PROBLEM DESCRIPTION: Across the entries below, work out how many lines contain "PathHierarchy". Respond with the number and no other text.

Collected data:
+++

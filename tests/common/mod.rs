//! Common test utilities for search testing
//!
//! Builds search services over the in-memory backend and seeds it with
//! annotation documents.

#![allow(dead_code)]

use annotation_search::search::{
    InMemorySearchClient, QueryRegistry, SearchClient, SearchService, SearchSettings,
};
use serde_json::{json, Value};
use std::sync::Arc;

pub const INDEX: &str = "hypothesis";
pub const WORLD: &str = "__world__";

/// In-memory backend with an empty `hypothesis` index
pub async fn create_test_client() -> Arc<InMemorySearchClient> {
    let client = Arc::new(InMemorySearchClient::new());
    client
        .create_index(INDEX, &json!({}))
        .await
        .expect("create test index");
    client
}

/// Search service using the stock registry
pub fn create_test_service(client: Arc<InMemorySearchClient>) -> SearchService {
    let settings = Arc::new(SearchSettings::default());
    let registry = Arc::new(QueryRegistry::with_defaults(&settings));
    SearchService::new(client, registry, settings)
}

/// Annotation document in the shape the indexer writes
pub fn annotation(user: &str, group: &str, shared: bool, uri: &str, text: &str) -> Value {
    json!({
        "authority": "example.com",
        "created": "2024-01-02T03:04:05Z",
        "updated": "2024-01-02T03:04:05Z",
        "quote": null,
        "tags": [],
        "tags_raw": [],
        "text": text,
        "deleted": false,
        "uri": uri,
        "user": user.to_lowercase(),
        "user_raw": user,
        "target": [{"source": uri, "scope": [uri], "selector": []}],
        "shared": shared,
        "references": [],
        "group": group,
        "thread_ids": [],
    })
}

/// Store `doc` under `id` in the test index
pub async fn index(client: &InMemorySearchClient, id: &str, doc: Value) {
    client
        .insert_document(INDEX, id, doc)
        .await
        .expect("insert test document");
}
/// Analyzer definition: char filters → tokenizer → token filters
#[derive(Debug, Clone, PartialEq, Serialize, Deserialize)]
pub struct Analyzer {
    pub tokenizer: String,

    #[serde(default, skip_serializing_if = "Vec::is_empty")]
    pub char_filter: Vec<String>,

    #[serde(default, skip_serializing_if = "Vec::is_empty")]
    pub filter: Vec<String>,
}

impl Analyzer {
    pub fn new(tokenizer: impl Into<String>) -> Self {
        Self {
            tokenizer: tokenizer.into(),
            char_filter: Vec::new(),
            filter: Vec::new(),
        }
    }

    pub fn char_filters(mut self, names: &[&str]) -> Self {
        self.char_filter = names.iter().map(|n| n.to_string()).collect();
        self
    }

    pub fn filters(mut self, names: &[&str]) -> Self {
        self.filter = names.iter().map(|n| n.to_string()).collect();
        self
    }
}

/// The analysis block an index is created with
#[derive(Debug, Clone, PartialEq, Serialize, Deserialize)]
pub struct AnalysisConfig {
    pub char_filter: BTreeMap<String, CharFilter>,
    pub filter: BTreeMap<String, TokenFilter>,
    pub tokenizer: BTreeMap<String, Tokenizer>,
    pub analyzer: BTreeMap<String, Analyzer>,
}

impl Default for AnalysisConfig {
    fn default() -> Self {
        let mut char_filter = BTreeMap::new();
        char_filter.insert(
            "strip_scheme".to_string(),
            CharFilter::PatternReplace {
                pattern: STRIP_SCHEME_PATTERN.to_string(),
                replacement: String::new(),
            },
        );

        let mut filter = BTreeMap::new();
        filter.insert(
            "path_url".to_string(),
            TokenFilter::PatternCapture {
                preserve_original: false,
                patterns: vec![PATH_URL_PATTERN.to_string()],
            },
        );
        filter.insert(
            "rstrip_slash".to_string(),
            TokenFilter::PatternReplace {
                pattern: RSTRIP_SLASH_PATTERN.to_string(),
                replacement: String::new(),
            },
        );
        filter.insert(
            "user".to_string(),
            TokenFilter::PatternCapture {
                preserve_original: true,
                patterns: vec![USER_PATTERN.to_string()],
            },
        );

        let mut tokenizer = BTreeMap::new();
        tokenizer.insert(
            "uri_part".to_string(),
            Tokenizer::Pattern {
                pattern: URI_PART_PATTERN.to_string(),
            },
        );

        let mut analyzer = BTreeMap::new();
        analyzer.insert(
            "uri".to_string(),
            Analyzer::new("keyword")
                .char_filters(&["strip_scheme"])
                .filters(&["path_url", "rstrip_slash", "lowercase"]),
        );
        analyzer.insert(
            "uri_parts".to_string(),
            Analyzer::new("uri_part").filters(&["lowercase"]),
        );
        analyzer.insert(
            "user".to_string(),
            Analyzer::new("keyword").filters(&["user", "lowercase"]),
        );
        analyzer.insert("thread".to_string(), Analyzer::new("path_hierarchy"));
        analyzer.insert(
            "uni_normalizer".to_string(),
            Analyzer::new("icu_tokenizer").filters(&["icu_folding"]),
        );

        Self {
            char_filter,
            filter,
            tokenizer,
            analyzer,
        }
    }
}

impl AnalysisConfig {
    /// Backend representation, ready for `settings.analysis`
    pub fn to_settings(&self) -> SearchResult<Value> {
        Ok(serde_json::to_value(self)?)
    }

    /// Compile every pattern and resolve every analyzer reference.
    ///
    /// Fails on the first malformed pattern or dangling name.
    pub fn compile(&self) -> SearchResult<CompiledAnalysis> {
        let mut char_filters = BTreeMap::new();
        for (name, def) in &self.char_filter {
            let compiled = match def {
                CharFilter::PatternReplace {
                    pattern,
                    replacement,
                } => CompiledCharFilter::Replace {
                    regex: compile_pattern(name, pattern)?,
                    replacement: replacement.clone(),
                },
            };
            char_filters.insert(name.clone(), compiled);
        }

        let mut filters = BTreeMap::new();
        for (name, def) in &self.filter {
            let compiled = match def {
                TokenFilter::PatternCapture {
                    preserve_original,
                    patterns,
                } => CompiledTokenFilter::Capture {
                    preserve_original: *preserve_original,
                    regexes: patterns
                        .iter()
                        .map(|p| compile_pattern(name, p))
                        .collect::<SearchResult<_>>()?,
                },
                TokenFilter::PatternReplace {
                    pattern,
                    replacement,
                } => CompiledTokenFilter::Replace {
                    regex: compile_pattern(name, pattern)?,
                    replacement: replacement.clone(),
                },
            };
            filters.insert(name.clone(), compiled);
        }

        let mut tokenizers = BTreeMap::new();
        for (name, def) in &self.tokenizer {
            let compiled = match def {
                Tokenizer::Pattern { pattern } => {
                    CompiledTokenizer::Pattern(compile_pattern(name, pattern)?)
                }
            };
            tokenizers.insert(name.clone(), compiled);
        }

        for (name, analyzer) in &self.analyzer {
            if !tokenizers.contains_key(&analyzer.tokenizer)
                && builtin_tokenizer(&analyzer.tokenizer).is_none()
            {
                return Err(SearchError::Configuration(format!(
                    "analyzer {} uses unknown tokenizer {}",
                    name, analyzer.tokenizer
                )));
            }
            for char_filter in &analyzer.char_filter {
                if !char_filters.contains_key(char_filter) {
                    return Err(SearchError::Configuration(format!(
                        "analyzer {} uses unknown char filter {}",
                        name, char_filter
                    )));
                }
            }
            for filter in &analyzer.filter {
                if !filters.contains_key(filter) && builtin_filter(filter).is_none() {
                    return Err(SearchError::Configuration(format!(
                        "analyzer {} uses unknown token filter {}",
                        name, filter
                    )));
                }
            }
        }

        Ok(CompiledAnalysis {
            char_filters,
            filters,
            tokenizers,
            analyzers: self.analyzer.clone(),
        })
    }
}

fn compile_pattern(name: &str, pattern: &str) -> SearchResult<Regex> {
    Regex::new(pattern).map_err(|e| {
        SearchError::Configuration(format!("invalid pattern for {}: {}", name, e))
    })
}

#[derive(Debug)]
enum CompiledCharFilter {
    Replace { regex: Regex, replacement: String },
}

#[derive(Debug)]
enum CompiledTokenFilter {
    Capture {
        preserve_original: bool,
        regexes: Vec<Regex>,
    },
    Replace {
        regex: Regex,
        replacement: String,
    },
}

#[derive(Debug)]
enum CompiledTokenizer {
    Pattern(Regex),
}

#[derive(Debug, Clone, Copy)]
enum BuiltinTokenizer {
    Keyword,
    PathHierarchy,
    Words,
}

fn builtin_tokenizer(name: &str) -> Option<BuiltinTokenizer> {
    match name {
        "keyword" => Some(BuiltinTokenizer::Keyword),
        "path_hierarchy" => Some(BuiltinTokenizer::PathHierarchy),
        "standard" | "icu_tokenizer" => Some(BuiltinTokenizer::Words),
        _ => None,
    }
}

#[derive(Debug, Clone, Copy)]
enum BuiltinFilter {
    Lowercase,
    Unique,
    Folding,
}

fn builtin_filter(name: &str) -> Option<BuiltinFilter> {
    match name {
        "lowercase" => Some(BuiltinFilter::Lowercase),
        "unique" => Some(BuiltinFilter::Unique),
        "icu_folding" | "asciifolding" => Some(BuiltinFilter::Folding),
        _ => None,
    }
}

/// Analysis rules with every pattern compiled, applied locally
#[derive(Debug)]
pub struct CompiledAnalysis {
    char_filters: BTreeMap<String, CompiledCharFilter>,
    filters: BTreeMap<String, CompiledTokenFilter>,
    tokenizers: BTreeMap<String, CompiledTokenizer>,
    analyzers: BTreeMap<String, Analyzer>,
}
//! # Annotation Search
//!
//! Search layer of a collaborative annotation service: builds permission-scoped
//! queries for an Elasticsearch-compatible index and manages that index's
//! analysis settings, mappings and alias.
//!
//! - [`search`]: analysis, index lifecycle, filter/matcher registry, query
//!   builder, backend clients
//! - [`config`]: layered configuration (embedded defaults, file, environment)
//! - [`error`]: application-level error type

pub mod config;
pub mod error;
pub mod search;

pub use config::Config;
pub use error::{AppError, Result};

+++

ANSWER TO THIS TASK: 2